Rock Guitar That Charges Ahead

Share

Rock needs its guitar heroes--those rare artists who can galvanize a crowd by summoning drama and excitement from their instrument. By all rights, Built to Spill’s Doug Martsch should be included in that pantheon. He’s managed to inject fresh life into guitar-centric rock by emphasizing texture over technique. At the Roxy on Friday, Martsch and his Boise-based band delved into guitar rock’s vocabulary of styles and came up with some fascinating new variations on familiar themes.

As a songwriter, Martsch restlessly rifles through ideas within the space of a single composition. His songs, many of which can stretch for more than 28 minutes, may start out with the epic sweep of arena-rock and then downshift into a placid finger-picking interlude, or make a detour into noisy power-chord raunch.
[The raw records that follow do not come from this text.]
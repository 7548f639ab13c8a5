//! Turn and session lifecycle.
//!
//! A [`Game`] stores the two players, the seat to move, the time budgets and
//! the turn counter. Players are assigned exactly once. Switching seats,
//! spending budgets and detecting timeouts are left to the caller.

use std::time::Duration;

use rand::Rng;

use crate::{
    AiPlayer, HumanPlayer, Player, PlayerAlreadySetError, Seat,
    constants::{DEFAULT_GAME_TIME, DEFAULT_TURN_TIME},
};

/// Game session.
#[derive(Debug)]
pub struct Game {
    /// Both players. `None` until assigned.
    players: Option<(Box<dyn Player>, Box<dyn Player>)>,
    /// Seat to move. Meaningful only once players are assigned.
    current: Seat,
    /// Budget for a single turn.
    turn_time: Duration,
    /// Cumulative budget per player.
    game_time: Duration,
    /// Turns played so far. Never decreases.
    turn_count: u32,
}

impl Game {
    /// Game with default budgets and no players.
    pub fn new() -> Self {
        Self {
            players: None,
            current: Seat::First,
            turn_time: DEFAULT_TURN_TIME,
            game_time: DEFAULT_GAME_TIME,
            turn_count: 0,
        }
    }

    /// Override the per-turn budget.
    pub fn set_turn_time(&mut self, turn_time: Duration) {
        self.turn_time = turn_time;
    }

    /// Override the per-player game budget.
    pub fn set_game_time(&mut self, game_time: Duration) {
        self.game_time = game_time;
    }

    /// Assign both players. The first one moves first.
    ///
    /// # Errors
    ///
    /// [`PlayerAlreadySetError`] if players were assigned before. The game is
    /// not modified.
    pub fn set_players(
        &mut self,
        first: impl Player + 'static,
        second: impl Player + 'static,
    ) -> Result<(), PlayerAlreadySetError> {
        if self.players.is_some() {
            return Err(PlayerAlreadySetError);
        }
        tracing::debug!(first = first.name(), second = second.name(), "players assigned");
        self.players = Some((Box::new(first), Box::new(second)));
        self.current = Seat::First;
        Ok(())
    }

    /// `true` once players are assigned.
    pub fn has_players(&self) -> bool {
        self.players.is_some()
    }

    /// Player in `seat`. `None` before assignment.
    pub fn player(&self, seat: Seat) -> Option<&dyn Player> {
        self.players.as_ref().map(|(first, second)| match seat {
            Seat::First => first.as_ref(),
            Seat::Second => second.as_ref(),
        })
    }

    /// Seat to move. `None` before assignment.
    pub fn current_seat(&self) -> Option<Seat> {
        self.players.as_ref().map(|_| self.current)
    }

    /// Player to move. `None` before assignment.
    pub fn current_player(&self) -> Option<&dyn Player> {
        self.player(self.current)
    }

    /// Budget for a single turn.
    pub fn turn_time(&self) -> Duration {
        self.turn_time
    }

    /// Cumulative budget per player.
    pub fn game_time(&self) -> Duration {
        self.game_time
    }

    /// Turns played so far.
    pub fn turn_count(&self) -> u32 {
        self.turn_count
    }

    /// Count one more turn.
    pub fn record_turn(&mut self) {
        self.turn_count = self.turn_count.saturating_add(1);
    }
}

impl Default for Game {
    fn default() -> Self {
        Self::new()
    }
}

/// Builder for [`Game`].
///
/// Setters chain through `&mut Self`; the player setters are fallible since a
/// game accepts a single assignment.
#[derive(Debug, Default)]
pub struct GameBuilder {
    game: Game,
}

impl GameBuilder {
    /// Builder holding a fresh game.
    pub fn new() -> Self {
        Self::default()
    }

    /// Discard everything configured so far.
    pub fn reset(&mut self) -> &mut Self {
        self.game = Game::new();
        self
    }

    /// Override the per-turn budget.
    pub fn set_turn_time(&mut self, turn_time: Duration) -> &mut Self {
        self.game.set_turn_time(turn_time);
        self
    }

    /// Override the per-player game budget.
    pub fn set_game_time(&mut self, game_time: Duration) -> &mut Self {
        self.game.set_game_time(game_time);
        self
    }

    /// Two human players.
    pub fn set_players_only_human(&mut self) -> Result<&mut Self, PlayerAlreadySetError> {
        self.game.set_players(HumanPlayer::named("Human 1"), HumanPlayer::named("Human 2"))?;
        Ok(self)
    }

    /// Two AI players.
    pub fn set_players_only_ai(&mut self) -> Result<&mut Self, PlayerAlreadySetError> {
        self.game.set_players(AiPlayer::named("AI 1"), AiPlayer::named("AI 2"))?;
        Ok(self)
    }

    /// One human and one AI, seats drawn from the thread RNG.
    pub fn set_players_mixed(&mut self) -> Result<&mut Self, PlayerAlreadySetError> {
        self.set_players_mixed_with(&mut rand::rng())
    }

    /// One human and one AI. The AI takes the first seat with probability
    /// one half, drawn from `rng`.
    pub fn set_players_mixed_with<R>(
        &mut self,
        rng: &mut R,
    ) -> Result<&mut Self, PlayerAlreadySetError>
    where
        R: Rng + ?Sized,
    {
        if rng.random_bool(0.5) {
            self.game.set_players(AiPlayer::new(), HumanPlayer::new())?;
        } else {
            self.game.set_players(HumanPlayer::new(), AiPlayer::new())?;
        }
        Ok(self)
    }

    /// Hand over the configured game and start over with a fresh one.
    pub fn build(&mut self) -> Game {
        std::mem::take(&mut self.game)
    }
}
At the Roxy, Martsch’s guitar led the charge, threading a vaguely Asian, octave-splitting motif through the stately “Center of the Universe,” plucking fluttering, bird-like sounds on “Else” and pounding out a serpentine, quasi-metal riff on “You Were Right.” At other times, Martsch lay back and anchored melodies while auxiliary guitarist Brett Netson bent and twisted notes or provided keening slide-guitar lines.

Advertisement

Through it all, Martsch’s appealingly reedy voice soared above his dense constructs. By deftly balancing formal experimentation with high-decibel exuberance, Built to Spill demonstrated why it is among rock’s most forward-thinking bands of the moment.